• Supplied entries:
impl Default for PipeConfig {
    fn default() -> Self {
        Self {
            max_buffer_bytes: DEFAULT_MAX_BUFFER_BYTES,
            idle_timeout: None,
            client_inspector: None,
            backend_inspector: None,
        }
    }
}

impl fmt::Debug for PipeConfig {
    fn fmt(&self, f: &mut fmt::Formatter<'_>) -> fmt::Result {
        f.debug_struct("PipeConfig")
            .field("max_buffer_bytes", &self.max_buffer_bytes)
            .field("idle_timeout", &self.idle_timeout)
            .field("client_inspector", &self.client_inspector.is_some())
            .field("backend_inspector", &self.backend_inspector.is_some())
            .finish()
    }
}

/// A proxied session between one client and the backend.
pub struct ConnectionPipe<C, B> {
    client: C,
    backend: B,
    config: PipeConfig,
}

enum Event {
    Flushed(Direction, io::Result<usize>),
    Received(Peer, io::Result<usize>),
    Idle,
}

impl<C, B> ConnectionPipe<C, B>
where
    C: AsyncRead + AsyncWrite + Unpin + Send,
    B: AsyncRead + AsyncWrite + Unpin + Send,
{
    pub fn new(client: C, backend: B, config: PipeConfig) -> Self {
        Self {
            client,
            backend,
            config,
        }
    }

    /// Drive the session to completion. Both peers are closed on return.
    pub async fn run(self) -> Result<PipeReport, PipeError> {
        let (mut client_rd, mut client_wr) = split(self.client);
        let (mut backend_rd, mut backend_wr) = split(self.backend);
        let mut session = Session::new(self.config);

        let result = session
            .pump(&mut client_rd, &mut client_wr, &mut backend_rd, &mut backend_wr)
            .await;

        if let Ok(Termination::PeerClosed(_)) = result {
            session.drain(&mut client_wr, &mut backend_wr).await;
        }

        let _ = client_wr.shutdown().await;
        let _ = backend_wr.shutdown().await;

        match &result {
            Ok(Termination::PeerClosed(peer)) => {
                tracing::debug!(peer = %peer, "Connection closed by peer");
            }
            Ok(Termination::Blocked { .. }) => {}
            Ok(Termination::IdleTimeout) => {
                tracing::info!("Connection idle timeout");
            }
            Err(PipeError::CapacityExceeded { peer, limit }) => {
                tracing::warn!(peer = %peer, limit = limit, "Buffer limit exceeded before a verdict");
            }
            Err(e @ PipeError::Io { .. }) => {
                tracing::warn!(error = %e, "Connection failed");
            }
        }
        metrics::record_termination(match &result {
            Ok(termination) => termination.label(),
            Err(e) => e.label(),
        });

        result.map(|termination| PipeReport {
            termination,
            forwarded: session.forwarded,
        })
    }
}

/// Mutable per-session state: buffers, inspectors and counters.
struct Session {
    from_client: DirectionBuffer,
    from_backend: DirectionBuffer,
    client_inspector: Option<Arc<dyn Inspector>>,
    backend_inspector: Option<Arc<dyn Inspector>>,
    idle_timeout: Option<Duration>,
    forwarded: ForwardedBytes,
}

impl Session {
    fn new(config: PipeConfig) -> Self {
        Self {
            from_client: DirectionBuffer::new(config.max_buffer_bytes),
            from_backend: DirectionBuffer::new(config.max_buffer_bytes),
            client_inspector: config.client_inspector,
            backend_inspector: config.backend_inspector,
            idle_timeout: config.idle_timeout,
            forwarded: ForwardedBytes::default(),
        }
    }

    fn buffer_mut(&mut self, peer: Peer) -> &mut DirectionBuffer {
        match peer {
            Peer::Client => &mut self.from_client,
            Peer::Backend => &mut self.from_backend,
        }
    }

    async fn pump<C, B>(
        &mut self,
        client_rd: &mut ReadHalf<C>,
        client_wr: &mut WriteHalf<C>,
        backend_rd: &mut ReadHalf<B>,
        backend_wr: &mut WriteHalf<B>,
    ) -> Result<Termination, PipeError>
    where
        C: AsyncRead + AsyncWrite,
        B: AsyncRead + AsyncWrite,
    {
        let mut client_chunk = vec![0u8; READ_CHUNK];
        let mut backend_chunk = vec![0u8; READ_CHUNK];

        loop {
            for peer in [Peer::Client, Peer::Backend] {
                let buffer = self.buffer_mut(peer);
                if buffer.is_full() && buffer.verdict() == Verdict::Buffer {
                    return Err(PipeError::CapacityExceeded {
                        peer,
                        limit: buffer.limit(),
                    });
                }
            }

            // An Allow-ed full buffer stops reading until the flush frees room.
            let client_room = self.from_client.remaining().min(READ_CHUNK);
            let backend_room = self.from_backend.remaining().min(READ_CHUNK);
            let idle_timeout = self.idle_timeout;
            let idle = async move {
                match idle_timeout {
                    Some(timeout) => tokio::time::sleep(timeout).await,
                    None => std::future::pending::<()>().await,
                }
            };

            let event = tokio::select! {
                biased;
                res = backend_wr.write(self.from_client.pending()), if self.from_client.ready_to_flush() => {
                    Event::Flushed(Direction::ClientToBackend, res)
                }
                res = client_wr.write(self.from_backend.pending()), if self.from_backend.ready_to_flush() => {
                    Event::Flushed(Direction::BackendToClient, res)
                }
                res = client_rd.read(&mut client_chunk[..client_room]), if client_room > 0 => {
                    Event::Received(Peer::Client, res)
                }
                res = backend_rd.read(&mut backend_chunk[..backend_room]), if backend_room > 0 => {
                    Event::Received(Peer::Backend, res)
                }
                _ = idle => Event::Idle,
            };

            match event {
                Event::Flushed(direction, res) => {
                    let destination = direction.destination();
                    let sent = res.map_err(|source| PipeError::Io {
                        peer: destination,
                        source,
                    })?;
                    if sent == 0 {
                        return Err(PipeError::Io {
                            peer: destination,
                            source: io::ErrorKind::WriteZero.into(),
                        });
                    }
                    self.buffer_mut(direction.source()).consume(sent);
                    self.forwarded.add(direction, sent);
                    metrics::record_forwarded(direction, sent);
                }
                Event::Received(peer, res) => {
                    let received = res.map_err(|source| PipeError::Io { peer, source })?;
                    if received == 0 {
                        return Ok(Termination::PeerClosed(peer));
                    }
                    let chunk = match peer {
                        Peer::Client => &client_chunk[..received],
                        Peer::Backend => &backend_chunk[..received],
                    };
                    if let Some(termination) = self.receive(peer, chunk)? {
                        return Ok(termination);
                    }
                }
                Event::Idle => return Ok(Termination::IdleTimeout),
            }
        }
    }

    /// Append freshly received bytes and re-inspect the whole buffer.
    fn receive(&mut self, peer: Peer, data: &[u8]) -> Result<Option<Termination>, PipeError> {
        let (buffer, inspector) = match peer {
            Peer::Client => (&mut self.from_client, &self.client_inspector),
            Peer::Backend => (&mut self.from_backend, &self.backend_inspector),
        };

        buffer
            .append(data)
            .map_err(|e| PipeError::CapacityExceeded { peer, limit: e.limit })?;

        let Some(inspector) = inspector else {
            return Ok(None);
        };

        let verdict = inspector.inspect(buffer.pending());
        buffer.set_verdict(verdict);
        metrics::record_verdict(peer, verdict);

        match verdict {
            Verdict::Allow => Ok(None),
            Verdict::Buffer => {
                tracing::info!(peer = %peer, buffered = buffer.len(), "data from {} buffered", peer);
                Ok(None)
            }
            Verdict::Block(reason) => {
                tracing::warn!(peer = %peer, reason = %reason, "data from {} rejected", peer);
                Ok(Some(Termination::Blocked { peer, reason }))
            }
        }
    }

    /// Best-effort write of already approved bytes after an orderly close.
    async fn drain<C, B>(&mut self, client_wr: &mut WriteHalf<C>, backend_wr: &mut WriteHalf<B>)
    where
        C: AsyncRead + AsyncWrite,
        B: AsyncRead + AsyncWrite,
    {
        let idle_timeout = self.idle_timeout;
        let drain = async {
            if self.from_client.ready_to_flush() {
                let pending = self.from_client.len();
                match backend_wr.write_all(self.from_client.pending()).await {
                    Ok(()) => {
                        self.from_client.consume(pending);
                        self.forwarded.add(Direction::ClientToBackend, pending);
                        metrics::record_forwarded(Direction::ClientToBackend, pending);
                    }
                    Err(e) => tracing::debug!(error = %e, "Final flush to backend failed"),
                }
            }
            if self.from_backend.ready_to_flush() {
                let pending = self.from_backend.len();
                match client_wr.write_all(self.from_backend.pending()).await {
                    Ok(()) => {
                        self.from_backend.consume(pending);
                        self.forwarded.add(Direction::BackendToClient, pending);
                        metrics::record_forwarded(Direction::BackendToClient, pending);
                    }
                    Err(e) => tracing::debug!(error = %e, "Final flush to client failed"),
                }
            }
        };

        match idle_timeout {
            Some(timeout) => {
                if tokio::time::timeout(timeout, drain).await.is_err() {
                    tracing::debug!("Final flush timed out");
                }
            }
            None => drain.await,
        }
    }
}
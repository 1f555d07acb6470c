use thiserror::Error;

use crate::dynamics::state::StateVector;

// ---------------------------------------------------------------------------
// Classical 4th-order Runge-Kutta, fixed step
// ---------------------------------------------------------------------------

#[derive(Debug, Clone, Copy, PartialEq, Eq, Error)]
#[error("integration step produced a non-finite state")]
pub struct NonFiniteStep;

/// Advance `y` by exactly one step of size `h`.
///
/// NaN or infinity anywhere in the derivative ends up in the result, which is rejected
/// so a bad evaluation cannot leak into the rest of the trajectory.
pub fn rk4_step<F, const N: usize>(
    f: F,
    y: &StateVector<N>,
    h: f64,
) -> Result<StateVector<N>, NonFiniteStep>
where
    F: Fn(&StateVector<N>) -> StateVector<N>,
{
    let k1 = f(y) * h;
    let k2 = f(&(y + k1 * 0.5)) * h;
    let k3 = f(&(y + k2 * 0.5)) * h;
    let k4 = f(&(y + k3)) * h;

    let next = y + (k1 + k2 * 2.0 + k3 * 2.0 + k4) / 6.0;
    if next.iter().all(|v| v.is_finite()) {
        Ok(next)
    } else {
        Err(NonFiniteStep)
    }
}
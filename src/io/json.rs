use std::io::{self, Write};
use std::path::Path;

use serde::Serialize;

use crate::sim::{section_energies, DescentSummary, RunResult, SimEvent};

/// Per-phase figures of a run.
#[derive(Debug, Clone, Serialize)]
pub struct PhaseReport<'a> {
    pub name: &'a str,
    pub samples: usize,
    pub skipped: bool,
    pub elapsed_s: f64,
    pub final_altitude_ft: f64,
    pub final_velocity_fps: f64,
    pub mass_slug: f64,
    pub kinetic_energy_ftlb: f64,
}

/// Touchdown energy of one separately-landing section.
#[derive(Debug, Clone, Serialize)]
pub struct SectionReport<'a> {
    pub name: &'a str,
    pub mass_slug: f64,
    /// Energy at the end of each phase.
    pub kinetic_energy_ftlb: Vec<f64>,
}

/// Serializable view over a completed run.
#[derive(Debug, Clone, Serialize)]
pub struct RunReport<'a> {
    pub mission: &'a str,
    pub summary: &'a DescentSummary,
    pub phases: Vec<PhaseReport<'a>>,
    #[serde(skip_serializing_if = "Vec::is_empty")]
    pub sections: Vec<SectionReport<'a>>,
    pub events: &'a [SimEvent],
}

impl<'a> RunReport<'a> {
    pub fn new<const N: usize>(result: &'a RunResult<N>, sections: &'a [(String, f64)]) -> Self {
        let masses: Vec<f64> = sections.iter().map(|(_, m)| *m).collect();
        let energies = section_energies(result, &masses);

        RunReport {
            mission: &result.mission,
            summary: &result.summary,
            phases: result
                .phases
                .iter()
                .map(|p| PhaseReport {
                    name: &p.name,
                    samples: p.states.len(),
                    skipped: p.is_skipped(),
                    elapsed_s: p.elapsed,
                    final_altitude_ft: p.final_altitude,
                    final_velocity_fps: p.final_velocity,
                    mass_slug: p.mass,
                    kinetic_energy_ftlb: p.kinetic_energy,
                })
                .collect(),
            sections: sections
                .iter()
                .zip(energies)
                .map(|((name, mass), ke)| SectionReport {
                    name,
                    mass_slug: *mass,
                    kinetic_energy_ftlb: ke,
                })
                .collect(),
            events: &result.events,
        }
    }
}

/// Write a run summary as pretty-printed JSON.
pub fn write_summary<W: Write, const N: usize>(
    writer: &mut W,
    result: &RunResult<N>,
    sections: &[(String, f64)],
) -> io::Result<()> {
    serde_json::to_writer_pretty(&mut *writer, &RunReport::new(result, sections))?;
    writeln!(writer)
}

/// Write a run summary JSON to a file.
pub fn write_summary_file<P: AsRef<Path>, const N: usize>(
    path: P,
    result: &RunResult<N>,
    sections: &[(String, f64)],
) -> io::Result<()> {
    let mut file = std::fs::File::create(path)?;
    write_summary(&mut file, result, sections)
}
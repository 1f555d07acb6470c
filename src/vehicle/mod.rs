pub mod mission;
pub mod parachute;
pub mod phase;

pub use mission::{presets, DriftMission, Limits, Mission, MissionBuilder, VerticalMission};
pub use parachute::ParachuteCatalog;
pub use phase::{Phase, PhaseBuilder};
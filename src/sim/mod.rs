pub mod event;
pub mod integrator;
pub mod phase;
pub mod result;
pub mod runner;

pub use event::{check_energy, check_time_limit, EventKind, SimEvent};
pub use integrator::rk4_step;
pub use phase::{run_phase, PhaseTrace};
pub use result::{
    estimated_drift, kinetic_energy, section_energies, velocity_for_energy, DescentSummary,
    DriftSource, PhaseResult, RunResult,
};
pub use runner::{check_sections, simulate, simulate_with_masses, MissionEngine, RunStatus};
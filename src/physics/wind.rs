//! Logarithmic boundary-layer wind profile.
//!
//! Wind speed grows with the log of height above the surface roughness length:
//!
//! ```text
//! w(y) = w_ref * ln(y / z0) / ln(z_ref / z0)
//! ```
//!
//! At or below `z0` the log term is non-positive and the profile is not physical, so the
//! speed is clamped to zero there.

/// Default surface roughness length, ft.
pub const ROUGHNESS_LENGTH: f64 = 0.3;
/// Default height of the reference wind measurement, ft.
pub const REFERENCE_HEIGHT: f64 = 10.0;

#[derive(Debug, Clone, Copy, PartialEq)]
pub struct LogWindProfile {
    pub reference_speed: f64,  // ft/s at reference_height
    pub roughness_length: f64, // ft
    pub reference_height: f64, // ft
}

impl LogWindProfile {
    pub fn new(reference_speed: f64) -> Self {
        Self {
            reference_speed,
            roughness_length: ROUGHNESS_LENGTH,
            reference_height: REFERENCE_HEIGHT,
        }
    }

    /// Horizontal wind speed at `altitude` (ft).
    pub fn speed_at(&self, altitude: f64) -> f64 {
        if altitude <= self.roughness_length || self.reference_speed == 0.0 {
            return 0.0;
        }
        let ratio = (altitude / self.roughness_length).ln()
            / (self.reference_height / self.roughness_length).ln();
        self.reference_speed * ratio
    }
}

#[cfg(test)]
mod tests {
    use super::*;
    use approx::assert_relative_eq;

    #[test]
    fn reference_height_returns_reference_speed() {
        let w = LogWindProfile::new(14.7);
        assert_relative_eq!(w.speed_at(REFERENCE_HEIGHT), 14.7, epsilon = 1e-12);
    }

    #[test]
    fn speed_grows_with_altitude() {
        let w = LogWindProfile::new(10.0);
        assert!(w.speed_at(100.0) > w.speed_at(10.0));
        assert!(w.speed_at(1000.0) > w.speed_at(100.0));
    }

    #[test]
    fn calm_at_and_below_roughness_length() {
        let w = LogWindProfile::new(10.0);
        assert_eq!(w.speed_at(ROUGHNESS_LENGTH), 0.0);
        assert_eq!(w.speed_at(0.0), 0.0);
        assert_eq!(w.speed_at(-3.0), 0.0);
    }
}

• Task details: When you reach the line in the material above that holds "res = backend_wr.write(self.from_client.pending()), if", begin reproducing lines exactly, and stop after the line that holds "Event::Flushed(direction, res) =>".

• Solution:
                res = backend_wr.write(self.from_client.pending()), if self.from_client.ready_to_flush() => {
                    Event::Flushed(Direction::ClientToBackend, res)
                }
                res = client_wr.write(self.from_backend.pending()), if self.from_backend.ready_to_flush() => {
                    Event::Flushed(Direction::BackendToClient, res)
                }
                res = client_rd.read(&mut client_chunk[..client_room]), if client_room > 0 => {
                    Event::Received(Peer::Client, res)
                }
                res = backend_rd.read(&mut backend_chunk[..backend_room]), if backend_room > 0 => {
                    Event::Received(Peer::Backend, res)
                }
                _ = idle => Event::Idle,
            };

            match event {
                Event::Flushed(direction, res) => {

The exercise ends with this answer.